そして、すでに戦力外通告が出されている我らワーストナインは、厳密に言うと一人だけ違う、めちゃくちゃ運動できる柳君にお伺いを立てているというわけだ。まあでも僕らが足を引っ張るから、柳君も例外なくワースト入りだが。
もう、練習なんてやらないならやらないでいいと思う。
僕らは戦力外として集められた者。クラスの勝利に貢献するためにあえて集められた者たちだ。「参加することに意義がある」などという上から目線の説教に「うっせバーカ!」と逆ギレで返せる猛者たちだ。
これには納得しているのだ。だから僕らはいい。
みんなの足を引っ張ってまで参加するくらいなら、参加しない方がいい。実力で貢献できないなら、違う形で、僕らなりの形で貢献すればいいと思う。本当にこの期に及んで正論ほど意味を成さないものはないことを心底知っているのだ。
だから、問題は柳君だ。柳君は違うから。
「やりたいのか? やりたくないのか?」
柳君は僕らの意志を聞いてきた。
――違う。そうじゃないんだ。
柳君はできる人である。だからこそ、僕らの気持ちがわからないのだろう。
やりたくないわけじゃない、ということを。
案の定それを言えず困り果てる彼らに代わり、僕が言った。
「柳君がやるって言えば、僕らはやるよ。柳君がやらないって言えば、やらない」
僕らは確実に柳君の足を引っ張るのだ。足手まといになるのだ。そんな僕らには「やろう」とか「やりたい」とはなかなか言えない。「君に迷惑をかけるよ」と言うようなものだから。「僕らのために苦労してくれ」と言うようなものだから。
柳君は、しばらく僕を見詰めた。
僕は何も言わずに見詰め返した。
「……わかった。大会まで毎日練習しよう。自由参加でいい。参加できる奴は今すぐ着替えろ」
柳君の声に従い、みんなは散っていった。
「一之瀬」
「ん?」
「まとめ役は任せる。文句はないな?」
「……わかったよ」
柳君は、僕の言葉に疑問やら不条理やら感じたのだろう。
しかし飲み込んだ。丸ごと。
柳君が僕の気持ちに答えた以上、僕も柳君の気持ちには答えなければいけないだろう。……まとめ役なんて向いてないんだけどな。
体操服に着替えて校庭に出た。
そんな僕らの十分後は、悪夢そのものだった。
「「…………」」
全員が呆然としていた。校庭の片隅で呆然と立ち尽くしていた。
動く気力もない――そう言いたげに。
うん。
僕でさえ、ひどいと思った。
ひどいっていうか、うーん……ひどすぎる。いや、ひどすぎるなんて生ぬるい。もう最悪だ。ワーストすぎる。いやいや、真実はやはりこう言うべきだろう――限りなく絶望的だと。
彼らはキャッチボールもできなかった。
僕は普通である。普通にキャッチボールくらいはできる。
だが彼らはできなかった。
僕は今何を見たのだろう? 自分で見たものが信じられない。
彼方へ飛ぶボール、まっすぐ飛ばないボール、受け手が避けて暴球と化し背後の生徒たちを襲うボール、キャッチボール相手ではなく隣の相手のミットに吸い込まれるボール、そもそも投げられないというボール……
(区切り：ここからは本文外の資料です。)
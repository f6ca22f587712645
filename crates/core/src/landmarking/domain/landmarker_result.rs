use serde::{Deserialize, Serialize};

use crate::blendshapes::domain::face_blend_shapes::FaceBlendShapes;

/// A mesh point in normalized image coordinates.
#[derive(Clone, Copy, Debug, PartialEq, Serialize, Deserialize)]
pub struct NormalizedLandmark {
    pub x: f64,
    pub y: f64,
    #[serde(default)]
    pub z: f64,
    #[serde(default, skip_serializing_if = "Option::is_none")]
    pub visibility: Option<f64>,
}

impl NormalizedLandmark {
    pub fn new(x: f64, y: f64, z: f64) -> Self {
        Self {
            x,
            y,
            z,
            visibility: None,
        }
    }
}

/// Output of one face-landmarker inference.
///
/// `face_landmarks[i]` and `face_blendshapes[i]` describe the same face.
/// Blend shapes are only present when the landmarker was configured to
/// output them.
#[derive(Clone, Debug, Default, PartialEq, Serialize, Deserialize)]
#[serde(rename_all = "camelCase")]
pub struct LandmarkerResult {
    #[serde(default)]
    pub face_landmarks: Vec<Vec<NormalizedLandmark>>,
    #[serde(default)]
    pub face_blendshapes: Vec<FaceBlendShapes>,
}

impl LandmarkerResult {
    pub fn face_count(&self) -> usize {
        self.face_landmarks.len().max(self.face_blendshapes.len())
    }

    pub fn has_faces(&self) -> bool {
        self.face_count() > 0
    }

    /// Blend shapes of the first detected face, if any.
    pub fn first_face_blend_shapes(&self) -> Option<&FaceBlendShapes> {
        self.face_blendshapes.first()
    }
}

#[cfg(test)]
mod tests {
    use super::*;

    #[test]
    fn test_empty_result() {
        let result: LandmarkerResult = serde_json::from_str("{}").unwrap();
        assert!(!result.has_faces());
        assert!(result.first_face_blend_shapes().is_none());
    }

    #[test]
    fn test_deserializes_library_json() {
        let json = r#"{
            "faceLandmarks": [[{"x":0.5,"y":0.4,"z":-0.01},{"x":0.6,"y":0.4,"z":0.0}]],
            "faceBlendshapes": [{"categories":[{"index":0,"score":0.1,"categoryName":"_neutral","displayName":""}],"headIndex":-1,"headName":""}]
        }"#;
        let result: LandmarkerResult = serde_json::from_str(json).unwrap();
        assert_eq!(result.face_count(), 1);
        assert_eq!(result.face_landmarks[0].len(), 2);
        assert_eq!(result.face_landmarks[0][1].x, 0.6);
        assert_eq!(result.first_face_blend_shapes().unwrap().len(), 1);
    }

    #[test]
    fn test_landmarks_without_blend_shapes_still_count_as_face() {
        let result = LandmarkerResult {
            face_landmarks: vec![vec![NormalizedLandmark::new(0.1, 0.2, 0.0)]],
            face_blendshapes: Vec::new(),
        };
        assert!(result.has_faces());
        assert!(result.first_face_blend_shapes().is_none());
    }
}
「まずキャッチボールからだ」と、ぼろっちいグローブやボールを道具を借りて。
一緒にキャッチボールをしようとしていた柳君と僕は、恐るべき光景を目の当たりにし、自らの手は止まり、視線も動かなくなり、ずっと惨状を見守っていた。
およそ五分ほどだろうか。僕らの回りからは、同じく練習していた別クラスの人たちがかなり距離を取って避難していた。まあそりゃそうだ。前触れなくボールが飛んでくるんだから。
「柳君」
「なんだ?」
「続ける?」
「…………」
「…………」
「…………ああ。負けるのは好きじゃない」
それは球技大会のことを言っているのか、我らワーストナイン自体を指しているのか。僕には確かめる勇気はない。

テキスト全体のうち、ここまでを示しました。